Faut en tenir une couche à plusieurs épaisseurs non ? j'en rêve depuis des mois, je l'ai déjà raté à Bercy en 2001 pour de sombres raisons professionnelles, mais voila, j'irai pas et puis c'est tout. De toutes façons, j'ai refilé ma place à ma coloc qui a un voisin pas trop agréable en ce moment, je lui devais bien ça.

*est con comme...*

mercredi 17 septembre 2003

question

l'homme est-il fait pour vivre seul ?

j'entends par là sans partager sa vie avec qqun d'autre (du même sexe ou pas d'ailleurs, peu importe, suis pas regardant pour ce que je considère comme un détail)

lalune ?

pourquoi ?

et bien pour deux raisons :

d'une un petit rapport avec mon prénom dans la vraie vie, celle où on n'a que des emmerdes ou des désillusions

de deux, M'dame la comtesse dirait que c'est long comme lacune...

mardi 16 septembre 2003

gâchis

et bien voici, une fin entraîne ce commencement. Je ne veux plus qu'elle le lise, je ne veux plus qu'elle me lise, je ne veux plus la savoir exister près de moi, ou pas loin. Je veux l'oublier, tout oublier, tout détruire, tout brûler, tout jeter, tout effacer, vu qu'elle ne veut pas de moi, qu'elle n'a pas confiance en moi, qu'elle n'arrive pas à croire que notre histoire soit possible, qu'elle ne parvient pas à se projeter.

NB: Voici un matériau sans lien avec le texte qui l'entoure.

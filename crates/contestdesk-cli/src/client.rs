//! Client wiring, error types, and the request-id hook for the CLI.

use std::fmt::{self, Display, Formatter};
use std::fs;
use std::sync::Arc;

use anyhow::{Context, anyhow};
use contestdesk_client::{
    ApiClient, ApiError, ClientConfig, FileStore, RequestInterceptor, SessionEvents,
    SessionStream, StaticLocation, StoreError,
};
use reqwest::StatusCode;
use reqwest::header::{HeaderMap, HeaderValue};
use url::Url;

use crate::cli::Cli;

pub(crate) const HEADER_REQUEST_ID: &str = "x-request-id";

/// CLI-level error type to distinguish validation from operational failures.
#[derive(Debug)]
pub(crate) enum CliError {
    Validation(String),
    Failure(anyhow::Error),
}

/// Convenience alias for functions returning a `CliError`.
pub(crate) type CliResult<T> = Result<T, CliError>;

impl CliError {
    pub(crate) fn validation(message: impl Into<String>) -> Self {
        Self::Validation(message.into())
    }

    pub(crate) fn failure(error: impl Into<anyhow::Error>) -> Self {
        Self::Failure(error.into())
    }

    pub(crate) const fn exit_code(&self) -> i32 {
        match self {
            Self::Validation(_) => 2,
            Self::Failure(_) => 3,
        }
    }

    pub(crate) fn display_message(&self) -> String {
        match self {
            Self::Validation(message) => message.clone(),
            Self::Failure(error) => format!("{error:#}"),
        }
    }
}

impl Display for CliError {
    fn fmt(&self, formatter: &mut Formatter<'_>) -> fmt::Result {
        formatter.write_str("cli error")
    }
}

impl std::error::Error for CliError {}

impl From<ApiError> for CliError {
    fn from(err: ApiError) -> Self {
        match err {
            ApiError::Validation {
                field,
                reason,
                value,
            } => Self::validation(match value {
                Some(value) => format!("{field} {reason} (got '{value}')"),
                None => format!("{field} {reason}"),
            }),
            ApiError::Status { status, body } => classify_status(status, &body),
            other => Self::failure(other),
        }
    }
}

impl From<StoreError> for CliError {
    fn from(err: StoreError) -> Self {
        Self::failure(err)
    }
}

/// Map an error status from the backend onto a CLI error.
fn classify_status(status: StatusCode, body: &str) -> CliError {
    let detail = problem_detail(body);
    if matches!(
        status,
        StatusCode::BAD_REQUEST | StatusCode::CONFLICT | StatusCode::UNPROCESSABLE_ENTITY
    ) {
        return CliError::validation(detail.unwrap_or_else(|| format!("request rejected ({status})")));
    }
    if status == StatusCode::UNAUTHORIZED {
        return CliError::failure(anyhow!(
            "{} (status {status}); run `contestdesk token set <token>` to sign in",
            detail.unwrap_or_else(|| "admin token missing or rejected".to_string())
        ));
    }
    match detail {
        Some(detail) => CliError::failure(anyhow!("{detail} (status {status})")),
        None if !body.trim().is_empty() => {
            CliError::failure(anyhow!("{} (status {status})", body.trim()))
        }
        None => CliError::failure(anyhow!("request failed with status {status}")),
    }
}

/// Extract the `detail` field of a backend error body. Validation failures
/// carry a list of `{loc, msg}` entries instead of a string.
fn problem_detail(body: &str) -> Option<String> {
    let value: serde_json::Value = serde_json::from_str(body).ok()?;
    match value.get("detail")? {
        serde_json::Value::String(detail) => Some(detail.clone()),
        serde_json::Value::Array(items) => {
            let messages: Vec<String> = items
                .iter()
                .filter_map(|item| {
                    let msg = item.get("msg")?.as_str()?;
                    let field = item
                        .get("loc")
                        .and_then(serde_json::Value::as_array)
                        .and_then(|loc| loc.last())
                        .and_then(serde_json::Value::as_str);
                    Some(field.map_or_else(|| msg.to_string(), |field| format!("{field}: {msg}")))
                })
                .collect();
            (!messages.is_empty()).then(|| messages.join("; "))
        }
        _ => None,
    }
}

/// Tags every request with the invocation's trace identifier.
pub(crate) struct RequestIdInterceptor {
    value: HeaderValue,
}

impl RequestIdInterceptor {
    pub(crate) fn new(trace_id: &str) -> CliResult<Self> {
        let value = HeaderValue::from_str(trace_id).map_err(|_| {
            CliError::failure(anyhow!("trace identifier contains invalid characters"))
        })?;
        Ok(Self { value })
    }
}

impl RequestInterceptor for RequestIdInterceptor {
    fn on_request(&self, headers: &mut HeaderMap) {
        headers.insert(HEADER_REQUEST_ID, self.value.clone());
    }
}

/// Application context passed to command handlers.
#[derive(Clone)]
pub(crate) struct AppContext {
    pub(crate) client: ApiClient,
    pub(crate) store: FileStore,
}

impl AppContext {
    /// Build the single API client for this invocation.
    ///
    /// The returned stream receives session events raised while commands run.
    pub(crate) fn from_cli(cli: &Cli, trace_id: &str) -> CliResult<(Self, SessionStream)> {
        let location = StaticLocation::new(cli.host.clone(), cli.page_path.clone());
        let mut config = match &cli.api_url {
            Some(url) => ClientConfig::with_base_url(url.clone()),
            None => ClientConfig::for_location(&location)?,
        };
        if let Some(path) = &cli.ca_cert {
            let pem = fs::read(path)
                .with_context(|| format!("failed to read CA certificate {}", path.display()))
                .map_err(CliError::failure)?;
            config = config.with_root_certificate_pem(&pem)?;
        }

        let store = FileStore::new(&cli.token_store);
        let events = SessionEvents::new();
        let stream = events.subscribe();
        let client = ApiClient::builder(config)
            .request_interceptor(RequestIdInterceptor::new(trace_id)?)
            .with_session(Arc::new(store.clone()), Arc::new(location), events)
            .build()?;

        tracing::debug!(
            base_url = %client.config().base_url(),
            store = %store.path().display(),
            "api client configured"
        );
        Ok((Self { client, store }, stream))
    }
}

/// Parse the API URL provided to the CLI.
pub(crate) fn parse_url(input: &str) -> Result<Url, String> {
    input
        .parse::<Url>()
        .map_err(|err| format!("invalid URL '{input}': {err}"))
}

J'ai tout essayé, je crois, pour briser sa carapace, mais je me suis cassé les dents sur bien plus fort que moi.

Soi-disant que je m'oubliais. Peut-être, mais le peu dont j'avais envie pour moi, c'était d'être avec elle, malgré les moments durs et les souffrances que cela risquait de nous occasionner. Pourtant, pour une fille comme elle, qui ne serait pas prêt à souffrir ? Soi-disant que nos défauts respectifs étaient incompatibles. Quelle connerie !!!

Alors je me retrouve comme un gland, avec plus l'air d'un con que d'un char à voiles. Leibniz, aide-moi... Fais moi transposer ceci en positif, que je puisse un jour prochain sortir la tête de l'eau.

Trop de choses à dire, tant de souvenirs en tête, mais une impression surtout, un gâchis immense.